Paradójicamente los movimientos artísticos latinoamericanos declinados de las primeras vanguardias modernas, léase cubismos, neoplasticismos, constructivismos y tendencias afines a lo abstracto-geométrico, han sido los que han permitido en la actualidad la invención de una historia que abarca al sub-continente dentro de una lógica unitaria (Latinoamérica unida por la geometría). Y digo paradójicamente por varias razones. En primer lugar porque estas experiencias tuvieron su base principal en el París de pre y posguerra, desde donde se logró un sentido de comunidad entre argentinos, cubanos, brasileños, venezolanos, quienes de otra manera posiblemente nunca habrían superado las barreras que aún imperan entre los países latinoamericanos.

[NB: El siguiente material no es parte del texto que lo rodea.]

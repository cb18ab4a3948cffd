//! Flow snapshot data model.
//!
//! A [`FlowBatch`] is one collection interval's dump of observed sessions.
//! The JSON shape below is the single canonical ingestion schema; unknown
//! fields are rejected so that an alternately-named document fails loudly
//! instead of being half-read.
//!
//! ```json
//! { "collectedAt": 1622505600, "size": 4096,
//!   "sessions": [ { "localIP": 167772161, "remoteIP": 134744072,
//!                   "beginTime": 1622505540,
//!                   "tcpTuples": [ { "packetsIn": 5, "packetsOut": 3,
//!                                    "bytesIn": 500, "bytesOut": 300 } ],
//!                   "udpTuples": [], "tcpPortCount": 1, "udpPortCount": 0 } ] }
//! ```

use std::net::Ipv4Addr;

use chrono::DateTime;
use serde::{Deserialize, Serialize};

use crate::error::IngestionError;

/// Timestamp layout used for every formatted time in reports.
pub const TIME_FORMAT: &str = "%Y-%m-%d.%H:%M:%S";

/// One ingested snapshot.
#[derive(Debug, Clone, PartialEq, Eq, Deserialize, Serialize)]
#[serde(rename_all = "camelCase", deny_unknown_fields)]
pub struct FlowBatch {
    /// End of the collection interval, epoch seconds.
    pub collected_at: i64,
    /// Size of the source dump in bytes. Informational only.
    #[serde(rename = "size")]
    pub byte_size: u64,
    pub sessions: Vec<SessionRecord>,
}

impl FlowBatch {
    pub fn new(collected_at: i64, sessions: Vec<SessionRecord>) -> Self {
        Self {
            collected_at,
            byte_size: 0,
            sessions,
        }
    }

    /// Parses a batch from its canonical JSON form and validates it.
    pub fn from_json(json: &str) -> Result<Self, IngestionError> {
        let batch: FlowBatch = serde_json::from_str(json)?;
        batch.validate()?;
        Ok(batch)
    }

    /// Checks that no session begins after the batch was collected.
    pub fn validate(&self) -> Result<(), IngestionError> {
        for (index, session) in self.sessions.iter().enumerate() {
            if session.begin_time > self.collected_at {
                return Err(IngestionError::BeginAfterCollect {
                    index,
                    begin_time: session.begin_time,
                    collected_at: self.collected_at,
                });
            }
        }
        Ok(())
    }
}

/// One observed local/remote pairing within a batch.
#[derive(Debug, Clone, Default, PartialEq, Eq, Deserialize, Serialize)]
#[serde(rename_all = "camelCase", deny_unknown_fields)]
pub struct SessionRecord {
    #[serde(rename = "localIP")]
    pub local_ip: u32,
    #[serde(rename = "remoteIP")]
    pub remote_ip: u32,
    pub begin_time: i64,
    #[serde(default)]
    pub tcp_tuples: Vec<ProtocolTuple>,
    #[serde(default)]
    pub udp_tuples: Vec<ProtocolTuple>,
    #[serde(default)]
    pub tcp_port_count: u64,
    #[serde(default)]
    pub udp_port_count: u64,
}

impl SessionRecord {
    pub fn new(local: Ipv4Addr, remote: Ipv4Addr, begin_time: i64) -> Self {
        Self {
            local_ip: ip_to_int(local),
            remote_ip: ip_to_int(remote),
            begin_time,
            ..Default::default()
        }
    }

    pub fn local_addr(&self) -> Ipv4Addr {
        int_to_ip(self.local_ip)
    }

    pub fn remote_addr(&self) -> Ipv4Addr {
        int_to_ip(self.remote_ip)
    }

    /// Iterates every tuple of both protocols.
    pub fn tuples(&self) -> impl Iterator<Item = &ProtocolTuple> {
        self.tcp_tuples.iter().chain(self.udp_tuples.iter())
    }
}

/// Packet and byte counters for one port-level flow.
#[derive(Debug, Clone, Default, PartialEq, Eq, Deserialize, Serialize)]
#[serde(rename_all = "camelCase", deny_unknown_fields)]
pub struct ProtocolTuple {
    pub packets_in: u64,
    pub packets_out: u64,
    pub bytes_in: u64,
    pub bytes_out: u64,
    /// Local port, when the collector recorded it.
    #[serde(default, skip_serializing_if = "Option::is_none")]
    pub local_port: Option<u16>,
    /// Remote port, when the collector recorded it.
    #[serde(default, skip_serializing_if = "Option::is_none")]
    pub remote_port: Option<u16>,
}

impl ProtocolTuple {
    pub fn new(packets_in: u64, packets_out: u64, bytes_in: u64, bytes_out: u64) -> Self {
        Self {
            packets_in,
            packets_out,
            bytes_in,
            bytes_out,
            local_port: None,
            remote_port: None,
        }
    }

    pub fn with_ports(mut self, local_port: u16, remote_port: u16) -> Self {
        self.local_port = Some(local_port);
        self.remote_port = Some(remote_port);
        self
    }

    /// Packets in both directions, saturating at `u64::MAX`.
    pub fn packets(&self) -> u64 {
        self.packets_in.saturating_add(self.packets_out)
    }

    /// Bytes in both directions, saturating at `u64::MAX`.
    pub fn octets(&self) -> u64 {
        self.bytes_in.saturating_add(self.bytes_out)
    }
}

/// Converts an IP-as-integer to an address.
pub fn int_to_ip(addr: u32) -> Ipv4Addr {
    Ipv4Addr::from(addr)
}

/// Converts an address to its IP-as-integer form.
pub fn ip_to_int(addr: Ipv4Addr) -> u32 {
    u32::from(addr)
}

/// Formats epoch seconds as a UTC report timestamp.
pub fn format_epoch(secs: i64) -> String {
    match DateTime::from_timestamp(secs, 0) {
        Some(dt) => dt.format(TIME_FORMAT).to_string(),
        None => secs.to_string(),
    }
}

#[cfg(test)]
mod tests {
    use super::*;

    #[test]
    fn test_ip_round_trip() {
        for text in ["0.0.0.0", "10.0.0.1", "192.168.1.254", "255.255.255.255"] {
            let addr: Ipv4Addr = text.parse().unwrap();
            assert_eq!(int_to_ip(ip_to_int(addr)), addr);
            assert_eq!(int_to_ip(ip_to_int(addr)).to_string(), text);
        }
        for value in [0u32, 1, 167_772_161, u32::MAX] {
            assert_eq!(ip_to_int(int_to_ip(value)), value);
        }
    }

    #[test]
    fn test_int_to_ip_octet_order() {
        assert_eq!(int_to_ip(167_772_161).to_string(), "10.0.0.1");
        assert_eq!(int_to_ip(134_744_072).to_string(), "8.8.8.8");
    }

    #[test]
    fn test_parse_canonical_batch() {
        let json = r#"{
            "collectedAt": 1622505600,
            "size": 4096,
            "sessions": [{
                "localIP": 167772161,
                "remoteIP": 134744072,
                "beginTime": 1622505540,
                "tcpTuples": [{"packetsIn": 5, "packetsOut": 3, "bytesIn": 500, "bytesOut": 300,
                               "localPort": 51000, "remotePort": 443}],
                "udpTuples": [],
                "tcpPortCount": 1,
                "udpPortCount": 0
            }]
        }"#;

        let batch = FlowBatch::from_json(json).unwrap();
        assert_eq!(batch.collected_at, 1_622_505_600);
        assert_eq!(batch.byte_size, 4096);
        assert_eq!(batch.sessions.len(), 1);

        let session = &batch.sessions[0];
        assert_eq!(session.local_addr().to_string(), "10.0.0.1");
        assert_eq!(session.remote_addr().to_string(), "8.8.8.8");
        assert_eq!(session.tcp_tuples[0].packets(), 8);
        assert_eq!(session.tcp_tuples[0].octets(), 800);
        assert_eq!(session.tcp_tuples[0].remote_port, Some(443));
    }

    #[test]
    fn test_alternate_schema_rejected() {
        // `watch-data` / `start-time` naming is not accepted alongside the canonical one.
        let json = r#"{"end-time": 10, "size": 0, "watch-data": []}"#;
        assert!(matches!(
            FlowBatch::from_json(json),
            Err(IngestionError::Malformed(_))
        ));

        let json = r#"{"collectedAt": 10, "size": 0, "sessions": [], "start-time": 5}"#;
        assert!(FlowBatch::from_json(json).is_err());
    }

    #[test]
    fn test_begin_after_collect_rejected() {
        let json = r#"{"collectedAt": 100, "size": 0,
                       "sessions": [{"localIP": 1, "remoteIP": 2, "beginTime": 101}]}"#;
        match FlowBatch::from_json(json) {
            Err(IngestionError::BeginAfterCollect { index, .. }) => assert_eq!(index, 0),
            other => panic!("expected BeginAfterCollect, got {:?}", other),
        }
    }

    #[test]
    fn test_format_epoch() {
        assert_eq!(format_epoch(0), "1970-01-01.00:00:00");
        assert_eq!(format_epoch(1_622_505_600), "2021-06-01.00:00:00");
    }
}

Estar reunidos históricamente por un bagaje cultural similar, pero separados por las realidades políticas de cada país, fue sobretodo posible por otra paradoja: el único arte de la región que hoy en día se estudia extensamente en relación a su pertinencia geográfica, es el arte que reclamaba para sí un aislamiento de su localización geográfica, un arte que aspiraba a hablar en lengua franca, producir un lenguaje universal.

Pero esta lectura del arte de base abstracto-geométrica como una tendencia que une al continente latinoamericano ha estado siendo construida desde afuera, principalmente desde la institucionalidad museística anglosajona, como comenté más ampliamente en la primera parte de este artículo. En el otro extremo y en Venezuela particularmente, todavía resuenan los comentarios añejados hace casi medio siglo como los de la crítico de arte argentina Marta Traba y su visión reduccionista del abstraccionismo. De acuerdo con Traba, donde hay ranchos, buhoneros, pestilencia, conflicto social, violencia y pobreza no debe haber cinetismo. Este tipo de visión promovía como solución para resolver la supuesta desconexión con lo local, un arte figurativo que sí podría narrar efectivamente las propias historias. Un poco como cuando Chávez inauguró el año pasado la nueva sede de la Galería de Arte Nacional y estando sentado en medio de la sección de los maestros cinéticos venezolanos (Soto, Otero, Cruz-Diez, etc.) preguntó dónde está el siglo veinte en nuestras artes, otorgándoles a estas la misma función servil a la orden de los relatos hegemónicos de la que lograron emanciparse a mediados del siglo XIX, ignorando, de paso, tanta la una como el otro, que fue el constructivismo ruso el único lenguaje creado para satisfacer las nuevas necesidades sociales (de la revolución) y que el suprematismo malevichniano fue la semilla del productivismo, la unión más pura que haya existido jamás entre ideología y estética.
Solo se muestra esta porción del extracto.